From Part II: Jorgensen decides that in order for us to have a "pornographic event", we need "three elements: a porn author, a porn text, and a porn reader. In fact, it seems to me that the porn event seldom requires all three, though it always requires one: just a porn reader. Porn author and porn text make the event more likely but do not inevitably guarantee it."
(Which reminds me --- I didn't listen to the whole thing, but on City Art's and Lectures last night, Slavoj Žižek spoke on what might be termed a polite pronography. Sort of.)
Eugene: The beauty of the human form is a moral good . . . . Perhaps that is the test I would apply: Can beauty be found there?
- Again, I like this thought a lot.
And in the end, we are judged for ourselves and our own intents. Back to what's in my house, we have a nice book of Waterhouse whose work by any standard is beautiful, but which can, for the viewer, easily slip into sexual territory fairly labeled pornographic.
So. Do I hide this book from my children? Do I hide it from them while they are between the ages of ten and twenty-one? Do I burn it on City Hall steps? Do I send it to school with them to show their friends?
I sometimes envy people who will close the doors on these questions by labeling 80% of the world evil.
But they're kidding themselves if they think that rejecting God-given beauties makes them holy.
Chosha: . . . it doesn't sound like porn. It sounds like arthouse.
- Now there's a slippery slope! Is this about moral intent again? It it about artist exceptionality (which all us artists want to believe in because it makes us better than everyone else)? Is Shortbus not porn because it's indie? Is Larry Clark free of moral requirements because he's shown at Cannes?
The whole argument may only be semantics, but it makes me very, very nervous.
Chosha: I'll concede that the depiction of exploitation doesn't always equal porn (which wasn't really my original point, but I can see how it reads that way). Even so, there's definitely a line I don't think any filmmaker should cross in what they show on film, and calling it 'art' doesn't automatically render it okay. When the sex/nudity becomes gratuitious or too explicit, I think they've crossed the line into porn.
Where exactly that line should be drawn? Well now we're back to definitions...
- I know, I know. Stupid definitions.
I think it's heartening that, no matter how much we quibble, as a whole we all seem to be on the same page. (This is an invitation for the disagreers to come out in force.)
Celia: The church teaches us that we ought to be modest in dress, action, and word so we don't deliberately arouse others (besides our spouse of course).
- I think this is good advice to us all. Deliberately arousing others must surely be a sin. Incidentally arousing others is likely innocent.
But what about when we take an action which, although we don't intend it to arouse others, we know plain well will arouse them anyway? Are we off the hook then?

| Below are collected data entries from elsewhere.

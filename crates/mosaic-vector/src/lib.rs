//! Dense retrieval: a flat inner-product index with a position → id table,
//! its on-disk artifact format, the builder that fills it from a corpus, the
//! content-addressed cache that publishes artifacts atomically, and the
//! query-side retriever.

pub mod artifact;
pub mod cache;
pub mod flat;
pub mod index_build;
pub mod search;

pub use artifact::{ArtifactMeta, DenseIndexArtifact};
pub use cache::{ArtifactStatus, BuildOptions, IndexCacheManager};
pub use flat::FlatIndex;
pub use index_build::{CancelToken, DenseIndexBuilder};
pub use search::DenseRetriever;
use std::hash::Hasher;
use twox_hash::XxHash64;

use mosaic_core::traits::EmbeddingProvider;

/// Offline embedder: hashed character trigrams of each lowercased word
/// (padded with `#`), counted into `dim` buckets and L2-normalized.
///
/// Needs no model files, so tests and CI can build dense indexes. Words that
/// share stems share most trigrams, which keeps related texts close.
#[derive(Debug, Clone)]
pub struct HashEmbedder {
    dim: usize,
    version: String,
}

impl HashEmbedder {
    pub fn new(dim: usize) -> Self {
        let dim = dim.max(1);
        Self { dim, version: format!("hash-trigram-v1-d{dim}") }
    }

    pub fn embed_text(&self, text: &str) -> Vec<f32> {
        let mut v = vec![0f32; self.dim];
        for word in text.split(|c: char| !c.is_alphanumeric()).filter(|w| !w.is_empty()) {
            let chars: Vec<char> = std::iter::once('#').chain(word.to_lowercase().chars()).chain(std::iter::once('#')).collect();
            for gram in chars.windows(3) {
                let gram: String = gram.iter().collect();
                let mut hasher = XxHash64::with_seed(0);
                hasher.write(gram.as_bytes());
                v[(hasher.finish() % self.dim as u64) as usize] += 1.0;
            }
        }
        let norm = v.iter().map(|x| x * x).sum::<f32>().sqrt();
        if norm > 0.0 {
            for x in &mut v { *x /= norm; }
        }
        v
    }
}

impl EmbeddingProvider for HashEmbedder {
    fn model_version(&self) -> &str { &self.version }
    fn dim(&self) -> usize { self.dim }

    fn embed_many(&self, texts: &[String]) -> anyhow::Result<Vec<Vec<f32>>> {
        Ok(texts.iter().map(|t| self.embed_text(t)).collect())
    }
}
use std::path::PathBuf;

use thiserror::Error;

#[derive(Debug, Error)]
pub enum Error {
    #[error("Invalid request: {0}")]
    InvalidRequest(String),

    #[error("Embedding provider failed: {0}")]
    EmbeddingProvider(String),

    #[error("Corpus snapshot '{0}' contains no documents")]
    EmptyCorpus(String),

    #[error("Dense artifact at {} is corrupt ({reason}); rerun the build with --force to replace it", path.display())]
    CacheCorruption { path: PathBuf, reason: String },

    #[error("Index consistency violated: {0}")]
    IndexConsistency(String),

    #[error("Lexical backend unavailable: {0}")]
    ExternalBackend(String),

    #[error("No dense artifact built for {0}; run `mosaic index` first")]
    NotBuilt(String),

    #[error("Corpus error: {0}")]
    Corpus(String),

    #[error("Build cancelled")]
    Cancelled,

    #[error("Invalid configuration: {0}")]
    InvalidConfig(String),

    #[error(transparent)]
    Io(#[from] std::io::Error),

    #[error(transparent)]
    Json(#[from] serde_json::Error),
}

pub type Result<T> = std::result::Result<T, Error>;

Celia: The second thing I get from that broad definition of porn is that it doesn't have to be naked women in magazines or in a film to be considered pornography.
People can be aroused by less. Now, I'm not saying that every time a person is aroused by something they see, read, or hear it is pornographic and necessary to repent. However, I believe that no matter the subject matter, if you continually dwell on and go back to something for the sake of arousal (even if it's a magazine with people modeling lingerie or a book like Between Husband and Wife), it is pornography and should be avoided.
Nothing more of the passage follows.